[Saved data entries]
◇ ◇ ◇

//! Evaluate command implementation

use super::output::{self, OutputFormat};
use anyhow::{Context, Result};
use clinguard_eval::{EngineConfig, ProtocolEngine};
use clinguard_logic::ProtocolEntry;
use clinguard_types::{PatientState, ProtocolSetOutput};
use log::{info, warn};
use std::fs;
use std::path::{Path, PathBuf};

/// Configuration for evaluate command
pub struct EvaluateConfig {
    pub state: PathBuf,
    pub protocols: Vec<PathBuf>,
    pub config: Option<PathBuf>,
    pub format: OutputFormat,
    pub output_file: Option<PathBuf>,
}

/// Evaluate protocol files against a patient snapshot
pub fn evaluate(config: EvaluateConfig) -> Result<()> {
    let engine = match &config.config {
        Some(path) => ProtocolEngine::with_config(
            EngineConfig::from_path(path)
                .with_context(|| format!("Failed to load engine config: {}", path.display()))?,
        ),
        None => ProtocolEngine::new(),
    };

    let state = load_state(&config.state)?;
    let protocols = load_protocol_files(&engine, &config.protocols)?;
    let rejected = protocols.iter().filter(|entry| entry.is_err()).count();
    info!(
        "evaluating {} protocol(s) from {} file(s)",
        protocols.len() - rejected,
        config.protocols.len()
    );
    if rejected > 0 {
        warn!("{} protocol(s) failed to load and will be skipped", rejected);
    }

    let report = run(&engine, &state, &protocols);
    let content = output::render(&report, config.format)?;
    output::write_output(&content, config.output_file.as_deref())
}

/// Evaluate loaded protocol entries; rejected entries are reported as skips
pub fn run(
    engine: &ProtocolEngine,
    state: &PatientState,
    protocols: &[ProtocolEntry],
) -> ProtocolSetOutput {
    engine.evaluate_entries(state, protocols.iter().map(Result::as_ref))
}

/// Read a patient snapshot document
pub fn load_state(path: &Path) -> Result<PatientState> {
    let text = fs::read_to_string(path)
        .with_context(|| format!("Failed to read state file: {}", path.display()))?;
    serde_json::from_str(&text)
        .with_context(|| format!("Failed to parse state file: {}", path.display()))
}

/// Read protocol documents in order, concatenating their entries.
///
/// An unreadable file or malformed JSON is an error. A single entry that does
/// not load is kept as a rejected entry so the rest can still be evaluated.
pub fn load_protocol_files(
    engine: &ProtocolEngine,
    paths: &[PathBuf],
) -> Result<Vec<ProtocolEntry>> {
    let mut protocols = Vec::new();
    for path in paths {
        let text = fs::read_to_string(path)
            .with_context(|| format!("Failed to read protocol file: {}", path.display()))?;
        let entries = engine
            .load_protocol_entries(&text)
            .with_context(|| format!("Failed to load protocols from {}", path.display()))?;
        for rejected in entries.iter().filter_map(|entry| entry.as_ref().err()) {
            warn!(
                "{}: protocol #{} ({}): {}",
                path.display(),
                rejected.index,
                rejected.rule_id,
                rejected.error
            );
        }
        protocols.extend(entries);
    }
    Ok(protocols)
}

◇ ◇ ◇

Copy out every line from the data above that has "rejected" in it.

    let rejected = protocols.iter().filter(|entry| entry.is_err()).count();
        protocols.len() - rejected,
    if rejected > 0 {
        warn!("{} protocol(s) failed to load and will be skipped", rejected);
/// Evaluate loaded protocol entries; rejected entries are reported as skips
/// not load is kept as a rejected entry so the rest can still be evaluated.
        for rejected in entries.iter().filter_map(|entry| entry.as_ref().err()) {
                rejected.index,
                rejected.rule_id,
                rejected.error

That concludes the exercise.